This week, Nikki Araguz—the intersex widow of Thomas Araguz III, a Wharton, Texas, firefighter killed during a July 2010 fire at a Boling Maxim egg farm—filed a lawsuit against the city of Wharton so that she may receive his worker’s compensation death benefits.

Although the city of Wharton issued Araguz a legal marriage certificate when she married Thomas Araguz III in August 2008, a November 2011 hearing upheld a May 2011 decision by Judge Randy Clapp of the 329th Judicial District Court which declared Nikki’s marriage invalid because Nikki’s “male” designation on her birth certificate made her marriage to Thomas a same-sex marriage and thus, one not recognized by the state.

Clapp partially based his decision on Littleton v. Prange, a 1999 San Antonio appellate case which ruled that gender is determined at birth and unchangable. However, the 1999 ruling contradicts Section 2.005 of the Texas State Family Code which states that a person may marry anyone as long as they have opposite genders listed on any one of several government-issued documents.

Although listed as a male named Justin Graham Purdue on her birth certificate, Araguz was born with Androgen Insensitivity Syndrome (AIS)—a condition in which a newborn “has some or all of the physical characteristics of a woman, despite having the genetic makeup of a man.” Before marrying Thomas, she legally changed her name and gender to female.

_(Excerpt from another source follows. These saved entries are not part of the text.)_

//! Syllable sources: where pronunciations of Han characters come from.
//!
//! The converters never guess a pronunciation themselves. They ask a
//! [`SyllableSource`] for the candidate syllables of a character and for
//! the initial/final decomposition of the canonical one. [`PinyinSource`]
//! answers from the `pinyin` crate's dictionary; tests plug in small
//! map-backed sources through the same trait.

use pinyin::{ToPinyin, ToPinyinMulti};

use crate::syllables::{normalize_syllable, split_syllable};

/// A toneless pinyin syllable split into initial and final.
#[derive(Debug, Clone, PartialEq, Eq)]
pub struct Syllable {
    /// Consonant initial, empty for zero-initial syllables.
    pub initial: String,
    /// Remaining vowel/nasal cluster.
    pub final_part: String,
}

impl Syllable {
    pub fn new<I: Into<String>, F: Into<String>>(initial: I, final_part: F) -> Self {
        Self {
            initial: initial.into(),
            final_part: final_part.into(),
        }
    }

    /// Split a full syllable string with the standard initial table.
    pub fn parse(full: &str) -> Self {
        let (initial, final_part) = split_syllable(full);
        Self::new(initial, final_part)
    }

    /// Initial and final concatenated.
    pub fn full(&self) -> String {
        format!("{}{}", self.initial, self.final_part)
    }

    pub fn is_zero_initial(&self) -> bool {
        self.initial.is_empty()
    }
}

/// Output style for plain pinyin conversion.
#[derive(Debug, Clone, Copy, PartialEq, Eq, Default)]
pub enum Style {
    /// Full toneless syllable, e.g. `zhong`.
    #[default]
    Normal,
    /// First letter of the syllable, e.g. `z`.
    FirstLetter,
}

impl Style {
    /// Render `syllable` in this style.
    pub fn apply(self, syllable: &str) -> String {
        match self {
            Style::Normal => syllable.to_string(),
            Style::FirstLetter => syllable.chars().take(1).collect(),
        }
    }
}

/// Trait that pronunciation backends must implement.
///
/// Only `pronunciations` is required. The decomposition and styling
/// methods are derived from the canonical (first) candidate and may be
/// overridden by backends that carry their own initial/final data.
pub trait SyllableSource {
    /// Candidate toneless syllables for `ch`, canonical reading first,
    /// without duplicates. Empty if `ch` has no known pronunciation.
    fn pronunciations(&self, ch: char) -> Vec<String>;

    /// The canonical (first) pronunciation of `ch`.
    fn canonical(&self, ch: char) -> Option<String> {
        self.pronunciations(ch).into_iter().next()
    }

    /// Decomposition of the canonical pronunciation.
    fn syllable(&self, ch: char) -> Option<Syllable> {
        self.canonical(ch).map(|p| Syllable::parse(&p))
    }

    /// Initial of the canonical pronunciation; empty for zero-initial or
    /// unknown characters.
    fn initial(&self, ch: char) -> String {
        self.syllable(ch).map(|s| s.initial).unwrap_or_default()
    }

    /// Final of the canonical pronunciation; empty for unknown characters.
    fn final_part(&self, ch: char) -> String {
        self.syllable(ch).map(|s| s.final_part).unwrap_or_default()
    }

    /// The canonical pronunciation of `ch` rendered in `style`.
    fn styled_char(&self, ch: char, style: Style) -> Option<String> {
        self.canonical(ch).map(|p| style.apply(&p))
    }

    /// One entry per character of `text` that has a pronunciation, in order.
    fn styled(&self, text: &str, style: Style) -> Vec<String> {
        text.chars().filter_map(|c| self.styled_char(c, style)).collect()
    }

    /// Every distinct candidate of each pronounceable character of `text`,
    /// rendered in `style`.
    fn styled_heteronyms(&self, text: &str, style: Style) -> Vec<Vec<String>> {
        text.chars()
            .map(|c| dedup(self.pronunciations(c).iter().map(|p| style.apply(p))))
            .filter(|readings| !readings.is_empty())
            .collect()
    }
}

/// Syllable source backed by the `pinyin` crate's character dictionary.
///
/// Readings are reported without tones, so heteronyms that differ only in
/// tone collapse into one candidate (`好` hǎo/hào -> `hao`).
#[derive(Debug, Clone, Copy, Default)]
pub struct PinyinSource;

impl PinyinSource {
    pub fn new() -> Self {
        Self
    }
}

impl SyllableSource for PinyinSource {
    fn pronunciations(&self, ch: char) -> Vec<String> {
        let first = ch.to_pinyin().map(|p| p.plain());
        let rest = ch
            .to_pinyin_multi()
            .into_iter()
            .flat_map(|multi| multi.into_iter().map(|p| p.plain()));

        dedup(
            first
                .into_iter()
                .chain(rest)
                .map(normalize_syllable)
                .filter(|p| !p.is_empty()),
        )
    }
}

fn dedup<I: IntoIterator<Item = String>>(items: I) -> Vec<String> {
    let mut out: Vec<String> = Vec::new();
    for item in items {
        if !out.contains(&item) {
            out.push(item);
        }
    }
    out
}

Araguz’s lawyers pledged to challenge Clapp’s decision in the Corpus Christi 13th Court of Appeals and even the Supreme Court if necessary, but Araguz’s most recent filing against Wharton is its own standalone case specifically seeking the worker’s compensation death benefits that Wharton usually issues to spouses of deceased employees.

“This isn’t about gay marriage. This is about a man being married to a woman,” Araguz’s attorney Peggy Campbell told Instant Tea. “[The Texas State Family Code] is at conflict with the 1999 ruling and the world has changed so much since 1999. It’s time for the legislature to change the laws so that all transgender people get treated as they should be.”